The Student News Site of Quinnipiac University

The Quinnipiac Chronicle

This week in baseball

My grandfather in Florida sent me an article from the Wall Street Journal by Allen Barra, detailing Barry Bonds’ amazing feats. The article suggests Bonds is the greatest hitter of all time.
Many stats are given to back up Barra’s claim, perhaps the most impressive being the 56 home runs Bonds has averaged from 2000-2002. Fifty-six home runs was the all time single season National League home run record until Mark McGwire broke it in 1998.
The record had belonged to Hack Wilson since 1930, the year he also drove in 191 runs, still an all time Major League record.
Other impressive stats from Bonds’ past three seasons include averages of 164 walks, a .512 on-base-percentage, and a .783 slugging percentage.
Once again, to give you an idea how incredible these numbers are, Bonds’ .783 slugging percentage is 135 points higher than Babe Ruth’s average during the three seasons he was Bonds’ age.
So, is Bonds the greatest hitter of all time?
The answer is both yes and no. It is difficult to judge players from different eras. Who do you want in centerfield for your all-time team, Ty Cobb or Willie Mays? Who do you want as your short stop, Honus Wagner or Alex Rodriguez? It is not fair to compare ball players that played in such different times.
Of course Mays could provide the power, slamming 543 homeruns more than Cobb, but Cobb played in the Dead Ball Era and his lifetime batting average is 65 points higher than Mays.
Sure, A-Rod is a better athlete and can probably throw harder, run faster and hit better than Wagner, but Wagner won seven NL batting titles in a row and was heads and shoulders better then all his peers.
What Cobb, Mays, Wagner and A-Rod are, are the best players of their time. In that respect, Barry Bonds is the best hitter in our time, and judging by his stats the past three seasons, he is the best of all-time in at least a three year period. Or is he?
At the end of 2002, Barry Bonds has 613 home runs. With his incredible home run surge, he is still 47 home runs shy of Mays, 99 shy of Ruth, and 142 shy of Aaron.

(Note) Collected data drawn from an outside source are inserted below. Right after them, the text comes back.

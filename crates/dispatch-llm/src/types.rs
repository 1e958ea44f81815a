//! Message and response types for chat interactions

use serde::{Deserialize, Serialize};

/// Role of a message in a conversation
#[derive(Debug, Clone, PartialEq, Eq, Serialize, Deserialize)]
#[serde(rename_all = "lowercase")]
pub enum MessageRole {
    /// System message (instructions)
    System,
    /// User message
    User,
    /// Assistant message (model response)
    Assistant,
}

/// A message in a conversation
#[derive(Debug, Clone, Serialize, Deserialize)]
pub struct Message {
    /// Role of the message sender
    pub role: MessageRole,
    /// Content of the message
    pub content: String,
}

impl Message {
    /// Create a new message
    pub fn new(role: MessageRole, content: impl Into<String>) -> Self {
        Self {
            role,
            content: content.into(),
        }
    }

    /// Create a system message
    pub fn system(content: impl Into<String>) -> Self {
        Self::new(MessageRole::System, content)
    }

    /// Create a user message
    pub fn user(content: impl Into<String>) -> Self {
        Self::new(MessageRole::User, content)
    }

    /// Create an assistant message
    pub fn assistant(content: impl Into<String>) -> Self {
        Self::new(MessageRole::Assistant, content)
    }
}

/// Complete response from a chat provider
#[derive(Debug, Clone)]
pub struct Response {
    /// The generated content
    pub content: String,
    /// Wire identifier of the model that responded
    pub model: String,
    /// Token usage, when the provider reports it
    pub usage: Option<TokenUsage>,
    /// Finish reason
    pub finish_reason: Option<String>,
}

/// Token usage information
#[derive(Debug, Clone, Serialize, Deserialize)]
pub struct TokenUsage {
    /// Number of tokens in the prompt
    pub prompt_tokens: u32,
    /// Number of tokens in the completion
    pub completion_tokens: u32,
    /// Total number of tokens
    pub total_tokens: u32,
}

#[cfg(test)]
mod tests {
    use super::*;

    #[test]
    fn test_message_creation() {
        let msg = Message::user("Hello");
        assert_eq!(msg.role, MessageRole::User);
        assert_eq!(msg.content, "Hello");
    }

    #[test]
    fn test_message_helpers() {
        let system = Message::system("You are helpful");
        assert_eq!(system.role, MessageRole::System);

        let assistant = Message::assistant("Hi there");
        assert_eq!(assistant.role, MessageRole::Assistant);
    }

    #[test]
    fn test_message_serialization() {
        let msg = Message::user("Hello");
        let json = serde_json::to_string(&msg).unwrap();
        assert!(json.contains("\"user\""));

        let deserialized: Message = serde_json::from_str(&json).unwrap();
        assert_eq!(msg.content, deserialized.content);
        assert_eq!(msg.role, deserialized.role);
    }
}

Yet, one player eclipses them all and is the single greatest all-around hitter that ever lived: Ted Williams.
Mays and Williams both missed seasons due to war. Mays missed more than half of the 1952 season and all of the 1953 season. Williams effectively missed five entire seasons.
If Mays averaged 31 home runs a season, lets say that if he never missed time due to war, he would have retired with slightly more than 700 home runs. We can then assume that if he were just ten or 15 home runs shy of Babe Ruth’s then all-time record of 714 home runs, Mays would have played part of one more season and broke the record.

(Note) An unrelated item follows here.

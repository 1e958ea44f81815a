//! Built-in tools

pub mod date_time;

pub use date_time::DateTimeTool;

With Ted Williams, though, the numbers are more incredible. Missing five years in the prime of his career, while Mays’ time off was immediately following his rookie season, let’s say Williams would have averaged 40 home runs a year for the five years. That’s an extra 200 home runs. That makes his 521 home runs now 721. Thus, he would have retired in 1960 as the all-time home run king.

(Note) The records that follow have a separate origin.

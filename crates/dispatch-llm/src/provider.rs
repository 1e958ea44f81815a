//! Chat provider trait definition

use async_trait::async_trait;

use crate::{Message, Model, Response, Result};

/// Trait for chat-completion providers
///
/// The agent talks to its model exclusively through this trait; the single
/// shipped implementation is the OpenAI-compatible driver, and tests swap in
/// scripted providers.
#[async_trait]
pub trait ChatProvider: Send + Sync {
    /// Send a conversation and wait for the complete response
    async fn send_message(&self, messages: Vec<Message>) -> Result<Response>;

    /// Send a conversation along with tool definitions
    ///
    /// Returns the raw JSON response, which may contain tool calls for the
    /// caller to parse and execute.
    async fn send_message_with_tools(
        &self,
        messages: Vec<Message>,
        tools: Vec<serde_json::Value>,
    ) -> Result<serde_json::Value>;

    /// The allow-listed model this provider is bound to
    fn model(&self) -> Model;

    /// Get the provider name
    fn name(&self) -> &str;
}
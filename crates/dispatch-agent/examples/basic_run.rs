//! Basic Run Example
//!
//! Demonstrates wiring a provider, the date/time tool and an event bus into
//! an agent and running it once.
//!
//! Run with:
//! ```bash
//! OPENAI_API_KEY=your-key cargo run -p dispatch-agent --example basic_run
//! ```

use dispatch_agent::Agent;
use dispatch_events::{EventBus, RunEvent};
use dispatch_llm::{Model, OpenAIProvider};
use dispatch_tools::{builtin::DateTimeTool, ToolRegistry};
use std::env;

#[tokio::main]
async fn main() -> Result<(), Box<dyn std::error::Error>> {
    let api_key = env::var("OPENAI_API_KEY").expect("OPENAI_API_KEY not set");
    let provider = OpenAIProvider::new(api_key, Model::Gpt4oMini)?;

    let tools = ToolRegistry::new();
    tools.register(DateTimeTool)?;

    let bus = EventBus::default();
    let mut subscriber = bus.subscribe();

    let agent = Agent::builder()
        .provider(provider)
        .tools(tools)
        .events(bus)
        .run_id("example-run")
        .build()?;

    let response = agent.run("What time is it right now?").await?;
    println!("Assistant: {response}");

    // Show what a listener would have observed
    while let Ok(event) = subscriber.try_recv() {
        if let RunEvent::ToolCallCompleted {
            tool_name, success, ..
        } = event
        {
            println!("(tool {tool_name} ran, success = {success})");
        }
    }

    Ok(())
}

Williams’ lifetime batting average was .344. However, he averaged .380 in the two years prior to missing three years fighting in World War II. After missing two years fighting in the Korean War, Williams averaged .359 for the next four years. Thus, his lifetime batting average would have been at least .350. The only other ballplayers to have higher lifetime averages – Cobb, Rogers Hornsby and Shoeless Joe Jackson – combined to hit 472 homeruns, 249 short of Williams projected 721.
Finally, let’s compare Bonds and Williams straight up with just plain home runs and batting averages. Bonds’ is 107 home runs short of Williams’ 721 projection. Bonds’ lifetime batting average is .295, 55 points less than Williams’ projection.
The combination of power and average makes Ted Williams clearly the best hitter who ever lived.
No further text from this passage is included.